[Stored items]
-.-.-

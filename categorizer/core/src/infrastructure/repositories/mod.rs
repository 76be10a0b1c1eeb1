// Copyright (c) 2026 SpendLens Contributors
// SPDX-License-Identifier: AGPL-3.0

//! Repository Implementations
//!
//! Infrastructure implementations of [`CategorizationStore`].
//!
//! # Architecture
//!
//! - **Layer:** Infrastructure
//! - **Purpose:** Persist transactions and learned memory
//! - **Pattern:** Repository (DDD), Adapter (Hexagonal Architecture)
//!
//! # Available Implementations
//!
//! - **PostgresCategorizationStore** - PostgreSQL tables with unique
//!   constraints and `ON CONFLICT DO NOTHING` promotions
//! - **InMemoryCategorizationStore** - lock-protected maps for tests and
//!   local runs; each insert-or-ignore holds the write lock across its
//!   existence check, so concurrent promotions behave like the unique
//!   constraints of the PostgreSQL backend

pub mod postgres;

pub use postgres::PostgresCategorizationStore;

use async_trait::async_trait;
use chrono::{DateTime, Utc};
use std::collections::{HashMap, HashSet};
use std::sync::Arc;
use tokio::sync::RwLock;

use crate::domain::category::{default_categories, default_mcc_entries, Category, MccEntry};
use crate::domain::memory::{EmbeddingMemoryEntry, MerchantKey, MerchantMemoryEntry, StoredEmbedding};
use crate::domain::repository::{CategorizationStore, RepositoryError};
use crate::domain::transaction::{TransactionFilter, TransactionRecord};

#[derive(Default)]
struct MemoryState {
    merchants: HashMap<MerchantKey, MerchantMemoryEntry>,
    /// Insertion order is scan order
    embeddings: Vec<EmbeddingMemoryEntry>,
    patterns: HashSet<String>,
    transactions: Vec<TransactionRecord>,
    transaction_ids: HashSet<String>,
}

#[derive(Clone, Default)]
pub struct InMemoryCategorizationStore {
    categories: Arc<Vec<Category>>,
    mcc_map: Arc<HashMap<String, String>>,
    state: Arc<RwLock<MemoryState>>,
}

impl InMemoryCategorizationStore {
    /// Empty store with no reference data
    pub fn new() -> Self {
        Self::default()
    }

    pub fn with_reference(categories: Vec<Category>, mcc: Vec<MccEntry>) -> Self {
        Self {
            categories: Arc::new(categories),
            mcc_map: Arc::new(mcc.into_iter().map(|e| (e.mcc, e.category_name)).collect()),
            state: Arc::default(),
        }
    }

    /// Store seeded with the built-in catalog
    pub fn with_defaults() -> Self {
        Self::with_reference(default_categories(), default_mcc_entries())
    }

    pub async fn transaction_count(&self) -> usize {
        self.state.read().await.transactions.len()
    }

    pub async fn merchant_count(&self) -> usize {
        self.state.read().await.merchants.len()
    }

    pub async fn embedding_count(&self) -> usize {
        self.state.read().await.embeddings.len()
    }
}

#[async_trait]
impl CategorizationStore for InMemoryCategorizationStore {
    async fn categories(&self) -> Result<Vec<String>, RepositoryError> {
        Ok(self.categories.iter().map(|c| c.name.clone()).collect())
    }

    async fn list_categories(&self) -> Result<Vec<Category>, RepositoryError> {
        Ok(self.categories.as_ref().clone())
    }

    async fn mcc_map(&self) -> Result<HashMap<String, String>, RepositoryError> {
        Ok(self.mcc_map.as_ref().clone())
    }

    async fn lookup_merchant(&self, key: &MerchantKey) -> Result<Option<MerchantMemoryEntry>, RepositoryError> {
        Ok(self.state.read().await.merchants.get(key).cloned())
    }

    async fn touch_merchant(&self, key: &MerchantKey, at: DateTime<Utc>) -> Result<(), RepositoryError> {
        if let Some(entry) = self.state.write().await.merchants.get_mut(key) {
            entry.touch(at);
        }
        Ok(())
    }

    async fn insert_merchant_if_absent(&self, entry: &MerchantMemoryEntry) -> Result<bool, RepositoryError> {
        let mut state = self.state.write().await;
        if state.merchants.contains_key(&entry.merchant_key) {
            return Ok(false);
        }
        state.merchants.insert(entry.merchant_key.clone(), entry.clone());
        Ok(true)
    }

    async fn find_embedding_pattern(&self, pattern_text: &str) -> Result<Option<EmbeddingMemoryEntry>, RepositoryError> {
        let state = self.state.read().await;
        Ok(state
            .embeddings
            .iter()
            .find(|e| e.pattern_text == pattern_text)
            .cloned())
    }

    async fn scan_embeddings(&self) -> Result<Vec<StoredEmbedding>, RepositoryError> {
        let state = self.state.read().await;
        Ok(state
            .embeddings
            .iter()
            .map(|e| StoredEmbedding {
                category_name: e.category_name.clone(),
                embedding: e.embedding.clone(),
            })
            .collect())
    }

    async fn insert_embedding_if_absent(&self, entry: &EmbeddingMemoryEntry) -> Result<bool, RepositoryError> {
        let mut state = self.state.write().await;
        if !state.patterns.insert(entry.pattern_text.clone()) {
            return Ok(false);
        }
        state.embeddings.push(entry.clone());
        Ok(true)
    }

    async fn insert_transaction(&self, record: &TransactionRecord) -> Result<(), RepositoryError> {
        let mut state = self.state.write().await;
        if !state.transaction_ids.insert(record.transaction_id().to_string()) {
            return Err(RepositoryError::Duplicate(format!(
                "transaction {}",
                record.transaction_id()
            )));
        }
        state.transactions.push(record.clone());
        Ok(())
    }

    async fn find_transaction(&self, transaction_id: &str) -> Result<Option<TransactionRecord>, RepositoryError> {
        let state = self.state.read().await;
        Ok(state
            .transactions
            .iter()
            .find(|r| r.transaction_id() == transaction_id)
            .cloned())
    }

    async fn list_transactions(&self, filter: &TransactionFilter) -> Result<Vec<TransactionRecord>, RepositoryError> {
        let state = self.state.read().await;
        let mut records: Vec<TransactionRecord> = state
            .transactions
            .iter()
            .rev()
            .filter(|r| filter.matches(r))
            .cloned()
            .collect();
        // Stable sort keeps later inserts first among equal dates
        records.sort_by(|a, b| b.transaction.transaction_date.cmp(&a.transaction.transaction_date));
        records.truncate(filter.limit);
        Ok(records)
    }
}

-.-.-

### TASK PROMPT
The first line of the entries above and every line after it, up to and including the line with "for tests and", should be set down exactly.

### WORKED SOLUTION
filename categorizer/core/src/infrastructure/repositories/mod.rs
repository 76be10a0b1c1eeb1
// Copyright (c) 2026 SpendLens Contributors
// SPDX-License-Identifier: AGPL-3.0

//! Repository Implementations
//!
//! Infrastructure implementations of [`CategorizationStore`].
//!
//! # Architecture
//!
//! - **Layer:** Infrastructure
//! - **Purpose:** Persist transactions and learned memory
//! - **Pattern:** Repository (DDD), Adapter (Hexagonal Architecture)
//!
//! # Available Implementations
//!
//! - **PostgresCategorizationStore** - PostgreSQL tables with unique
//!   constraints and `ON CONFLICT DO NOTHING` promotions
//! - **InMemoryCategorizationStore** - lock-protected maps for tests and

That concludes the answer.